The pressure to make public details of sex offenders followed a new plea for legislation by the parents of eight-year-old Sarah Payne, whose killer, Roy Whiting, was revealed to be a convicted paedophile after his conviction for murder on Wednesday.
The Home Office said it would look instead at enacting laws to lock up indefinitely some predatory paedophiles and psychopaths. Measures to tighten the monitoring of sex offenders in the community are also to be introduced. But the reforms are not expected to become law until 2003.
After the conviction of Whiting, Sarah Payne's mother, Sara, said: "You know what I want. Sarah's Law." But the Home Office minister Beverley Hughes said yesterday that a British version of the American "Megan's Law" – under which a local community is alerted to the presence of a paedophile in its midst – would simply drive offenders underground, making them harder to monitor and treat.
She said: "The key question is: would it actually help to protect children?
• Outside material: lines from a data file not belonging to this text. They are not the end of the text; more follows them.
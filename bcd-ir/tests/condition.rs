use std::rc::Rc;

use bcd_ir::condition::Condition;
use bcd_ir::expr::Expr;
use bcd_ir::instruction::CmpOp;
use bcd_ir::locals::LocalInstance;

fn local(name: &str, desc: &str) -> Rc<Expr> {
    Rc::new(Expr::Local(LocalInstance {
        slot: 1,
        name: name.to_string(),
        descriptor: Some(desc.to_string()),
    }))
}

fn flag(name: &str) -> Condition {
    Condition::Bool {
        value: local(name, "Z"),
        negated: false,
    }
}

#[test]
fn inverse_flips_comparison_operator() {
    let c = Condition::Compare {
        lhs: local("i", "I"),
        op: CmpOp::Lt,
        rhs: Rc::new(Expr::Int(10)),
    };
    assert_eq!(c.inverse().to_string(), "i >= 10");
    assert_eq!(c.inverse().inverse(), c);
}

#[test]
fn inverse_applies_de_morgan() {
    let c = Condition::And(vec![flag("a"), flag("b")]);
    assert_eq!(c.inverse().to_string(), "!a || !b");
}

#[test]
fn or_inside_and_is_parenthesized() {
    let c = Condition::And(vec![Condition::Or(vec![flag("a"), flag("b")]), flag("c")]);
    assert_eq!(c.to_string(), "(a || b) && c");
}

#[test]
fn null_comparison_renders() {
    let c = Condition::Compare {
        lhs: local("s", "Ljava/lang/String;"),
        op: CmpOp::Ne,
        rhs: Rc::new(Expr::Null),
    };
    assert_eq!(c.to_string(), "s != null");
    assert_eq!(c.inverse().to_string(), "s == null");
}
use bcd_ir::IrError;
use bcd_ir::descriptor::{MethodDescriptor, internal_name, is_wide, type_name};

#[test]
fn parses_mixed_parameters() {
    let desc = MethodDescriptor::parse("(I[Ljava/lang/String;J[[D)V").unwrap();
    assert_eq!(desc.params, ["I", "[Ljava/lang/String;", "J", "[[D"]);
    assert!(desc.returns_void());
}

#[test]
fn parses_object_return() {
    let desc = MethodDescriptor::parse("()Ljava/lang/Object;").unwrap();
    assert!(desc.params.is_empty());
    assert_eq!(desc.ret, "Ljava/lang/Object;");
}

#[test]
fn rejects_malformed() {
    for bad in ["", "I", "(I", "(Q)V", "(L;)V", "()", "()VV"] {
        assert_eq!(
            MethodDescriptor::parse(bad),
            Err(IrError::InvalidDescriptor(bad.to_string())),
            "{bad:?} should be rejected"
        );
    }
}

#[test]
fn field_type_helpers() {
    assert!(is_wide("J"));
    assert!(is_wide("D"));
    assert!(!is_wide("I"));
    assert_eq!(internal_name("Ljava/util/List;"), "java/util/List");
    assert_eq!(type_name("[Ljava/lang/String;"), "java.lang.String[]");
    assert_eq!(type_name("Z"), "boolean");
}
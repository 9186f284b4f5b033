//! JVM field and method descriptors.
//!
//! Only the pieces the decompiler needs: splitting a method descriptor into
//! its parameter types and return type, and classifying a single field type.

use crate::error::{IrError, Result};

/// A parsed method descriptor such as `(ILjava/lang/String;)V`.
#[derive(Debug, Clone, PartialEq, Eq)]
pub struct MethodDescriptor {
    pub params: Vec<String>,
    pub ret: String,
}

impl MethodDescriptor {
    pub fn parse(desc: &str) -> Result<Self> {
        let invalid = || IrError::InvalidDescriptor(desc.to_string());
        let rest = desc.strip_prefix('(').ok_or_else(invalid)?;
        let close = rest.find(')').ok_or_else(invalid)?;
        let (mut params_str, ret) = (&rest[..close], &rest[close + 1..]);

        let mut params = Vec::new();
        while !params_str.is_empty() {
            let len = field_type_len(params_str).ok_or_else(invalid)?;
            params.push(params_str[..len].to_string());
            params_str = &params_str[len..];
        }

        let ret_ok = ret == "V" || field_type_len(ret) == Some(ret.len());
        if !ret_ok {
            return Err(invalid());
        }
        Ok(MethodDescriptor {
            params,
            ret: ret.to_string(),
        })
    }

    pub fn returns_void(&self) -> bool {
        self.ret == "V"
    }
}

/// Length in bytes of the first field type in `s`, if `s` starts with one.
fn field_type_len(s: &str) -> Option<usize> {
    let bytes = s.as_bytes();
    let mut i = 0;
    while bytes.get(i) == Some(&b'[') {
        i += 1;
    }
    match bytes.get(i)? {
        b'B' | b'C' | b'D' | b'F' | b'I' | b'J' | b'S' | b'Z' => Some(i + 1),
        b'L' => {
            let semi = s[i..].find(';')?;
            // `L;` names no class
            (semi > 1).then_some(i + semi + 1)
        }
        _ => None,
    }
}

/// Whether the field type occupies two stack slots (`long` / `double`).
pub fn is_wide(desc: &str) -> bool {
    matches!(desc, "J" | "D")
}

/// Whether the field type is one of the int-like primitives that `ifeq`
/// compares against zero rather than treating as a boolean.
pub fn is_int_like(desc: &str) -> bool {
    matches!(desc, "I" | "B" | "S" | "C")
}

/// `Ljava/lang/String;` -> `java/lang/String`. Array and primitive types are
/// returned unchanged.
pub fn internal_name(desc: &str) -> &str {
    desc.strip_prefix('L')
        .and_then(|s| s.strip_suffix(';'))
        .unwrap_or(desc)
}

/// Human-readable type name: `I` -> `int`, `[Ljava/lang/String;` -> `java.lang.String[]`.
pub fn type_name(desc: &str) -> String {
    if let Some(elem) = desc.strip_prefix('[') {
        return format!("{}[]", type_name(elem));
    }
    let name = match desc {
        "B" => "byte",
        "C" => "char",
        "D" => "double",
        "F" => "float",
        "I" => "int",
        "J" => "long",
        "S" => "short",
        "Z" => "boolean",
        "V" => "void",
        other => return internal_name(other).replace('/', "."),
    };
    name.to_string()
}
use bcd_ir::IrError;
use bcd_ir::instruction::{Insn, Label, MethodCode};
use bcd_ir::locals::{LocalVariable, Locals, LocalsResolver};

fn method() -> MethodCode {
    MethodCode::new(
        vec![
            Insn::Nop,
            Insn::Label(Label(0)),
            Insn::Nop,
            Insn::Label(Label(1)),
            Insn::Nop,
            Insn::Label(Label(2)),
        ],
        vec![],
    )
    .unwrap()
}

fn var(slot: u16, name: &str, start: u32, end: u32) -> LocalVariable {
    LocalVariable {
        slot,
        name: name.to_string(),
        descriptor: "I".to_string(),
        start: Label(start),
        end: Label(end),
    }
}

#[test]
fn store_before_range_start_resolves() {
    let code = method();
    let locals = Locals::new(&[var(1, "count", 0, 2)], &code).unwrap();
    assert_eq!(locals.resolve(1, 0).name, "count");
    assert_eq!(locals.resolve(1, 2).name, "count");
}

#[test]
fn slot_reuse_picks_latest_range() {
    let code = method();
    let locals = Locals::new(&[var(1, "first", 0, 1), var(1, "second", 1, 2)], &code).unwrap();
    assert_eq!(locals.resolve(1, 0).name, "first");
    assert_eq!(locals.resolve(1, 4).name, "second");
}

#[test]
fn uncovered_slot_is_unnamed() {
    let code = method();
    let locals = Locals::new(&[var(1, "count", 0, 1)], &code).unwrap();
    let l = locals.resolve(1, 4);
    assert_eq!(l.name, "local1");
    assert!(l.descriptor.is_none());
    assert_eq!(locals.resolve(2, 2).name, "local2");
}

#[test]
fn unknown_label_is_an_error() {
    let code = method();
    let err = Locals::new(&[var(1, "x", 0, 7)], &code).unwrap_err();
    assert_eq!(
        err,
        IrError::UnknownLocalLabel {
            name: "x".to_string(),
            label: 7
        }
    );
}

#[test]
fn duplicate_label_is_rejected() {
    let err = MethodCode::new(vec![Insn::Label(Label(3)), Insn::Label(Label(3))], vec![])
        .unwrap_err();
    assert_eq!(err, IrError::DuplicateLabel(3));
}
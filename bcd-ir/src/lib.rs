pub mod condition;
pub mod descriptor;
pub mod error;
pub mod expr;
pub mod instruction;
pub mod locals;
pub mod stmt;

pub use error::IrError;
We're clear that it won't. It will probably make protecting children even harder for the police."
Under the government plans – which they have been pledging to introduce for more than two years – anyone convicted of an offence that carries a maximum life sentence could be forced to remain behind bars for the rest of their life if they are considered too dangerous to be released back into the community. Opponents of the idea argue that people will be punished for a crime they may not commit in the future.
The changes received fresh support after the disclosure that Whiting, 42, had served less than three years in jail for kidnapping and sexually assaulting a girl in 1995 in similar circumstances to the abduction of Sarah Payne. Whiting kidnapped Sarah on 1 July last year from a country lane while she was visiting her grandparents near Kingston Gorse in West Sussex. Her body was found 16 days later in a field. Despite the police and probation service having identified him as a high-risk offender who was likely to kill his next victim they were apparently powerless to act against him.
The News of the World caused a furore and sparked widespread criticism when it started a "name and shame" campaign after Sarah's murder in which details of sex offenders were published.
Stuart Kuttner, managing editor of the Sunday newspaper, defended the campaign yesterday and indicated that the paper did not rule out reviving it in the future. His comments coincided with the News of the World paying more than £20,000 to two of the men it incorrectly named as paedophiles last year. One man received £20,000 compensation and the other a four-figure sum in out-of-court settlements.
The newspaper abandoned its campaign after it was criticised by the police, the government, media and probation officers, and mobs started attacking suspected sex offenders. But Mr Kuttner said: "It stimulated the most enormous public debate. We, the News of the World, along with a very courageous, very determined Sara and Michael Payne have achieved something like seven-eighths of the requirements, of the demands of Sarah's Law."
He said Whiting's conviction was "a total vindication of the need for Sarah's Law". But the News of the World?s sister paper, The Sun, spoke out against reviving the campaign. In a leader column yesterday, it called instead for tougher sentencing for paedophiles.